Posted On: Jul 6, 2022
Amazon SageMaker Feature Store is a fully managed, purpose-built repository to store, update, search, and share machine learning (ML) features. The service provides feature management capabilities such as enabling easy feature reuse, low latency serving, time travel, and ensuring consistency between features used in training and inference workflows. A feature group is a logical grouping of ML features whose organization and structure is defined by a feature group schema. Until today, customers could add metadata tags only to feature groups which in turn enabled easy search and discovery of a feature group. To search for a specific feature however was more complicated. Customers needed to know which feature group the feature belongs and then scan for the relevant feature in the feature group, leading to additional overhead while searching for features..
Today, Amazon SageMaker Feature Store is announcing the ability to add custom metadata at a feature level and the ability to directly search for features in addition to feature groups. The custom metadata fields include description and parameters to help make features discoverable.
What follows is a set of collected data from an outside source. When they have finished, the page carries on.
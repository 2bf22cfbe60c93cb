// SPDX-License-Identifier: Apache-2.0

//! Validates a single bond option (name, value) pair against the
//! registry's grammar for that option.
//!
//! Grounded on the kernel bonding driver's `validate_int` / `validate_list`
//! / `validate_ip` / `nm_utils_hwaddr_valid` / `nm_utils_ifname_valid_kernel`
//! helpers and their dispatch in `nm_setting_bond_validate_option`.

use super::registry::{OptionKind, meta};

/// Returns whether `(name, value)` is a legal bond option pair. A
/// `None` value validates the name alone (used when only checking that
/// an option is recognised, e.g. before `remove_option`).
pub fn validate_option(name: &str, value: Option<&str>) -> bool {
    let Some(entry) = meta(name) else {
        return false;
    };
    let Some(value) = value else {
        return true;
    };
    match entry.kind {
        OptionKind::Int => validate_int(value, entry.min, entry.max),
        OptionKind::List => validate_list(value, entry.enum_values),
        OptionKind::IntOrList => {
            validate_int(value, entry.min, entry.max)
                || validate_list(value, entry.enum_values)
        }
        OptionKind::IpList => validate_ip_list(value),
        OptionKind::Mac => validate_mac(value),
        OptionKind::Ifname => validate_ifname(value),
    }
}

fn validate_int(value: &str, min: i64, max: i64) -> bool {
    if value.is_empty() || !value.bytes().all(|b| b.is_ascii_digit()) {
        return false;
    }
    match value.parse::<i64>() {
        Ok(n) => n >= min && n <= max,
        Err(_) => false,
    }
}

fn validate_list(value: &str, enum_values: &[&str]) -> bool {
    enum_values.contains(&value)
}

fn validate_ip_list(value: &str) -> bool {
    if value.is_empty() {
        return true;
    }
    value.split(',').all(|part| {
        !part.is_empty() && part.parse::<std::net::Ipv4Addr>().is_ok()
    })
}

/// Canonical colon-separated hex MAC address, case-insensitive.
pub fn validate_mac(value: &str) -> bool {
    let octets: Vec<&str> = value.split(':').collect();
    octets.len() == 6
        && octets
            .iter()
            .all(|o| o.len() == 2 && o.bytes().all(|b| b.is_ascii_hexdigit()))
}

/// Kernel interface name rules: non-empty, at most 15 bytes, no `/`, no
/// whitespace, no `:`, and not `.` or `..`.
pub fn validate_ifname(value: &str) -> bool {
    if value.is_empty() || value.len() > 15 {
        return false;
    }
    if value == "." || value == ".." {
        return false;
    }
    !value
        .bytes()
        .any(|b| b == b'/' || b == b':' || b.is_ascii_whitespace())
}
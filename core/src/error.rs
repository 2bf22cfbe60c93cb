// SPDX-License-Identifier: Apache-2.0

use nipcore_derive::JsonDisplay;
use serde::{Deserialize, Serialize};

/// Machine-readable failure category raised by the bond and Wi-Fi cores.
#[derive(Debug, Clone, Serialize, Deserialize, PartialEq, Eq)]
#[serde(rename_all = "snake_case")]
pub enum ErrorKind {
    InvalidOption,
    MissingMode,
    IncompatibleOptions,
    OptionRequiresOther,
    Normalizable,
    WirelessSecurityInvalidProperty,
    WirelessSecurityLeapRequiresUsername,
    EapMissingProperty,
}

impl std::fmt::Display for ErrorKind {
    fn fmt(&self, f: &mut std::fmt::Formatter<'_>) -> std::fmt::Result {
        write!(f, "{self:?}")
    }
}

/// Error envelope returned by every fallible operation in this crate.
///
/// `msg` is always prefixed with the owning setting group, e.g.
/// `"bond.options: "` or `"802-11-wireless-security: "`.
#[derive(Debug, Clone, Serialize, Deserialize, PartialEq, JsonDisplay)]
pub struct CoreError {
    pub kind: ErrorKind,
    pub msg: String,
}

impl CoreError {
    pub fn new(kind: ErrorKind, msg: String) -> Self {
        Self { kind, msg }
    }

    pub(crate) fn bond(kind: ErrorKind, msg: impl AsRef<str>) -> Self {
        Self::new(kind, format!("bond.options: {}", msg.as_ref()))
    }

    pub(crate) fn wsec(kind: ErrorKind, msg: impl AsRef<str>) -> Self {
        Self::new(
            kind,
            format!("802-11-wireless-security: {}", msg.as_ref()),
        )
    }
}

impl std::error::Error for CoreError {}

pub type Result<T> = std::result::Result<T, CoreError>;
You can use the UpdateFeatureMetadata API to add or update metadata for a feature, and use the DescribeFeatureMetadata API to view all metadata for a feature. You can also update and view feature metadata in SageMaker Studio, an integrated development environment for ML.
Using either the Feature Store user interface in SageMaker Studio or the Search API, you can search for features across feature groups within the same AWS account, and discover features relevant for your use case by performing a text based search of the feature metadata attributes.